Below are the cons that come under customer financing for small businesses for third-party:

  • Financing company’s reputation plays a significant role: When you recommend a third party company for financing to your customer, they may not like it. Look for the company that provides consumer financing for merchants. If the company turns out to be a fraud or somehow not good, its bad reputation will also affect your business reputation. 
  • Bad experience customers might not return: Even though customers tend to understand the finance company’s functioning and how it has nothing to do with yours.
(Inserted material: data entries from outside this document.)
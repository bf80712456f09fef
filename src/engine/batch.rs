//! Batch prioritization over a host-owned task store.

use serde::Serialize;
use std::future::Future;
use std::pin::Pin;

use super::SuggestionEngine;
use crate::priority::PriorityLabel;

/// The task fields batch prioritization reads from the host store.
#[derive(Debug, Clone, PartialEq)]
pub struct TaskFields {
    pub title: String,
    pub description: String,
}

impl TaskFields {
    pub fn new(title: impl Into<String>, description: impl Into<String>) -> Self {
        Self {
            title: title.into(),
            description: description.into(),
        }
    }
}

/// Lookup seam into the host's task store.
///
/// Object-safe so the engine never depends on the host's persistence
/// stack; `Err` is for store failures, `Ok(None)` for ids with no task.
pub trait TaskSource: Send + Sync {
    fn fetch<'a>(
        &'a self,
        id: i64,
    ) -> Pin<Box<dyn Future<Output = anyhow::Result<Option<TaskFields>>> + Send + 'a>>;
}

/// Per-entry result of a batch run, in input order.
#[derive(Debug, Clone, PartialEq, Serialize)]
#[serde(tag = "status", rename_all = "snake_case")]
pub enum BatchOutcome {
    /// Scored, fallback or not; `label` uses the canonical persisted
    /// mapping.
    Scored {
        id: i64,
        score: f64,
        label: PriorityLabel,
    },
    NotFound { id: i64 },
    SourceError { id: i64, message: String },
}

#[derive(Debug, Clone, PartialEq, Serialize)]
pub struct BatchReport {
    pub outcomes: Vec<BatchOutcome>,
    /// Entries that went through scoring. Provider failures count (the
    /// 0.0 fallback is a result); missing tasks and store errors do not.
    pub processed: usize,
}

impl SuggestionEngine {
    /// Score the given tasks one at a time. A missing task or a store
    /// error is recorded in place and never aborts the rest of the batch.
    pub async fn prioritize_batch(&self, ids: &[i64], source: &dyn TaskSource) -> BatchReport {
        let mut outcomes = Vec::with_capacity(ids.len());
        let mut processed = 0;

        for &id in ids {
            match source.fetch(id).await {
                Ok(Some(task)) => {
                    let score = self
                        .priority_score(&task.title, &task.description, None)
                        .await;
                    outcomes.push(BatchOutcome::Scored {
                        id,
                        score,
                        label: PriorityLabel::from_score(score),
                    });
                    processed += 1;
                }
                Ok(None) => outcomes.push(BatchOutcome::NotFound { id }),
                Err(error) => outcomes.push(BatchOutcome::SourceError {
                    id,
                    message: error.to_string(),
                }),
            }
        }

        BatchReport {
            outcomes,
            processed,
        }
    }
}
//! Priority score to label mappings.

use serde::{Deserialize, Serialize};
use strum::Display;

/// Coarse urgency bucket derived from a numeric priority score.
///
/// Two mappings exist on purpose. [`PriorityLabel::from_score`] is the
/// canonical one used when a score is persisted onto a task (batch
/// prioritization). [`PriorityLabel::display_from_score`] is the softer
/// bucketing shown alongside a fresh suggestion bundle; it never yields
/// `Urgent`.
#[derive(Debug, Clone, Copy, PartialEq, Eq, Serialize, Deserialize, Display)]
#[serde(rename_all = "snake_case")]
#[strum(serialize_all = "snake_case")]
pub enum PriorityLabel {
    Urgent,
    High,
    Medium,
    Low,
}

impl PriorityLabel {
    /// Canonical mapping applied when a score is written back to a task.
    #[must_use]
    pub fn from_score(score: f64) -> Self {
        if score >= 80.0 {
            Self::Urgent
        } else if score >= 60.0 {
            Self::High
        } else if score >= 30.0 {
            Self::Medium
        } else {
            Self::Low
        }
    }

    /// Advisory mapping used in suggestion bundles.
    #[must_use]
    pub fn display_from_score(score: f64) -> Self {
        if score >= 70.0 {
            Self::High
        } else if score >= 40.0 {
            Self::Medium
        } else {
            Self::Low
        }
    }
}
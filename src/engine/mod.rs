//! The suggestion engine: one provider round trip per operation, a
//! documented fallback for every failure mode.

mod batch;
mod prompts;

pub use batch::{BatchOutcome, BatchReport, TaskFields, TaskSource};

use chrono::{DateTime, NaiveDate, NaiveTime, Utc};
use serde_json::Value;
use std::sync::Arc;

use crate::config::EngineConfig;
use crate::diagnostics::{DiagnosticEvent, DiagnosticKind, DiagnosticSink, LogSink};
use crate::extract;
use crate::insights::ContextInsights;
use crate::priority::PriorityLabel;
use crate::provider::{ChatApi, ChatMessage, HttpChatClient};
use crate::suggestion::{SuggestionRequest, TaskSuggestions};

// Per-operation protocol parameters. Token budgets bound reply length to
// what each parser needs; temperatures are fixed here, not caller-tunable.
const ANALYZE_MAX_TOKENS: u32 = 300;
const ANALYZE_TEMPERATURE: f64 = 0.5;
const PRIORITY_MAX_TOKENS: u32 = 10;
const PRIORITY_TEMPERATURE: f64 = 0.2;
const DEADLINE_MAX_TOKENS: u32 = 20;
const DEADLINE_TEMPERATURE: f64 = 0.7;
const CATEGORY_MAX_TOKENS: u32 = 50;
const CATEGORY_TEMPERATURE: f64 = 0.7;
const ENHANCE_MAX_TOKENS: u32 = 200;
const ENHANCE_TEMPERATURE: f64 = 0.8;

/// Anchor a suggested date to day-start UTC, for hosts persisting the
/// deadline as a timestamp.
#[must_use]
pub fn day_start_utc(date: NaiveDate) -> DateTime<Utc> {
    date.and_time(NaiveTime::MIN).and_utc()
}

/// Issues chat-completion calls and extracts structured suggestions from
/// the replies.
///
/// Operations never fail: a provider outage or a reply the parsers cannot
/// use degrades to the operation's fallback value, and the degradation is
/// reported through the diagnostics sink.
pub struct SuggestionEngine {
    api: Arc<dyn ChatApi>,
    sink: Arc<dyn DiagnosticSink>,
}

impl SuggestionEngine {
    /// Engine over an HTTP endpoint, logging degradations through tracing.
    pub fn new(config: &EngineConfig) -> Self {
        Self::with_api(Arc::new(HttpChatClient::new(config)))
    }

    /// Engine over any [`ChatApi`] backend.
    pub fn with_api(api: Arc<dyn ChatApi>) -> Self {
        Self {
            api,
            sink: Arc::new(LogSink),
        }
    }

    /// Replace the diagnostics sink.
    #[must_use]
    pub fn with_sink(mut self, sink: Arc<dyn DiagnosticSink>) -> Self {
        self.sink = sink;
        self
    }

    /// Ask the model to analyze free-form context text.
    ///
    /// `None` means the provider call failed. `Some(FormatError { .. })`
    /// means the provider answered but not with the documented JSON shape;
    /// the raw reply is preserved for the host to store or show.
    pub async fn analyze_context(&self, text: &str) -> Option<ContextInsights> {
        let messages = prompts::analyze_messages(text);
        let reply = self
            .complete_or_report(
                "analyze_context",
                &messages,
                ANALYZE_MAX_TOKENS,
                ANALYZE_TEMPERATURE,
            )
            .await?;

        let insights = ContextInsights::parse(&reply);
        if matches!(insights, ContextInsights::FormatError { .. }) {
            self.report_content("analyze_context", &reply);
        }
        Some(insights)
    }

    /// Priority score in `[0, 100]`; `0.0` when no score could be obtained,
    /// so unrated tasks never surface as urgent.
    pub async fn priority_score(
        &self,
        title: &str,
        description: &str,
        hints: Option<&Value>,
    ) -> f64 {
        let messages = prompts::priority_messages(title, description, hints);
        let Some(reply) = self
            .complete_or_report(
                "priority_score",
                &messages,
                PRIORITY_MAX_TOKENS,
                PRIORITY_TEMPERATURE,
            )
            .await
        else {
            return 0.0;
        };

        match extract::first_number(&reply) {
            Some(value) => extract::clamp_score(value),
            None => {
                self.report_content("priority_score", &reply);
                0.0
            }
        }
    }

    /// Deadline suggestion anchored at `reference`; `reference + 7 days`
    /// when no usable date came back. Always produces a date.
    pub async fn suggest_deadline(
        &self,
        title: &str,
        description: &str,
        reference: NaiveDate,
        hints: Option<&Value>,
    ) -> NaiveDate {
        let messages = prompts::deadline_messages(title, description, reference, hints);
        let Some(reply) = self
            .complete_or_report(
                "suggest_deadline",
                &messages,
                DEADLINE_MAX_TOKENS,
                DEADLINE_TEMPERATURE,
            )
            .await
        else {
            return reference + chrono::Duration::days(7);
        };

        match extract::first_date(&reply) {
            Some(date) => date,
            None => {
                self.report_content("suggest_deadline", &reply);
                reference + chrono::Duration::days(7)
            }
        }
    }

    /// Category/tag suggestions in reply order; empty when the provider
    /// call failed.
    pub async fn suggest_categories(
        &self,
        title: &str,
        description: &str,
        existing: &[String],
    ) -> Vec<String> {
        let messages = prompts::categories_messages(title, description, existing);
        let Some(reply) = self
            .complete_or_report(
                "suggest_categories",
                &messages,
                CATEGORY_MAX_TOKENS,
                CATEGORY_TEMPERATURE,
            )
            .await
        else {
            return Vec::new();
        };

        extract::split_list(&reply)
    }

    /// Expanded description; the original text, unchanged, when the
    /// provider call failed. Safe to apply unconditionally.
    pub async fn enhance_description(
        &self,
        title: &str,
        description: &str,
        hints: Option<&Value>,
    ) -> String {
        let messages = prompts::enhance_messages(title, description, hints);
        match self
            .complete_or_report(
                "enhance_description",
                &messages,
                ENHANCE_MAX_TOKENS,
                ENHANCE_TEMPERATURE,
            )
            .await
        {
            Some(reply) => reply,
            None => description.to_string(),
        }
    }

    /// Full suggestion bundle: priority, deadline, categories, enhanced
    /// description. Four sequential round trips with independent fallbacks;
    /// one failing call never aborts the others.
    ///
    /// Works for stored tasks and hypothetical ones alike; the request
    /// carries everything the prompts need.
    pub async fn suggest(&self, request: &SuggestionRequest) -> TaskSuggestions {
        let reference = request
            .reference_date
            .unwrap_or_else(|| Utc::now().date_naive());
        let hints = request.context_hints.as_ref();

        let priority_score = self
            .priority_score(&request.title, &request.description, hints)
            .await;
        let deadline = self
            .suggest_deadline(&request.title, &request.description, reference, hints)
            .await;
        let categories = self
            .suggest_categories(
                &request.title,
                &request.description,
                &request.existing_categories,
            )
            .await;
        let description = self
            .enhance_description(&request.title, &request.description, hints)
            .await;

        TaskSuggestions {
            priority_score,
            priority: PriorityLabel::display_from_score(priority_score),
            deadline,
            categories,
            description,
        }
    }

    async fn complete_or_report(
        &self,
        operation: &'static str,
        messages: &[ChatMessage],
        max_tokens: u32,
        temperature: f64,
    ) -> Option<String> {
        match self.api.complete(messages, max_tokens, temperature).await {
            Ok(reply) => Some(reply),
            Err(error) => {
                self.sink.record(&DiagnosticEvent::new(
                    DiagnosticKind::from(&error),
                    operation,
                    error.to_string(),
                ));
                None
            }
        }
    }

    fn report_content(&self, operation: &'static str, reply: &str) {
        self.sink.record(&DiagnosticEvent::new(
            DiagnosticKind::MalformedContent,
            operation,
            reply,
        ));
    }
}
//! AI suggestion engine for task-management backends: chat-completion
//! calls against an OpenAI-compatible endpoint, best-effort parsing of the
//! free-form replies, and a documented fallback for every failure mode so a
//! dead model never fails a host request.

#![warn(clippy::all, clippy::pedantic)]
#![allow(
    clippy::missing_errors_doc,
    clippy::missing_panics_doc,
    clippy::module_name_repetitions,
    clippy::must_use_candidate,
    clippy::return_self_not_must_use
)]

pub mod config;
pub mod diagnostics;
pub mod engine;
pub mod error;
pub mod extract;
pub mod insights;
pub mod priority;
pub mod provider;
pub mod suggestion;

pub use config::{EngineConfig, Settings};
pub use diagnostics::{DiagnosticEvent, DiagnosticKind, DiagnosticSink};
pub use engine::{
    BatchOutcome, BatchReport, SuggestionEngine, TaskFields, TaskSource, day_start_utc,
};
pub use error::{ConfigError, EngineError, ProviderError};
pub use insights::{ContextInsights, InsightReport};
pub use priority::PriorityLabel;
pub use provider::{ChatApi, ChatMessage, HttpChatClient};
pub use suggestion::{SuggestionRequest, TaskSuggestions};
But there is always a chance that if they get a bad experience due to poor business financing for customers, the customer might not come back to you.
  • Customers will blame you for a bad shopping experience: We often miss noticing things, which is why a portion of the customer base will think there is no difference between the third party and you. If something goes wrong, then the blame is likely to fall on you. They might even go online and posting things may lead your business towards a bad reputation.
  • Revenue sharing: Third-party consumer financing for small business do not provide services free of cost. Additionally, to keep the consumer’s fees and interest for the loan, most of these will also want you to pay them for their services. The margins you set could be high so choose the customer financing programs for small business very wisely.

Long-term contracting: There are many small business offering financing to customers. Few financing companies for small business may require you to sign up for long term contracts. You’ll must take care of all the possible penalties if you need to terminate the contract earlier. Make sure not to get linger with a company that won’t work according to you as long as it is really necessary or urgent.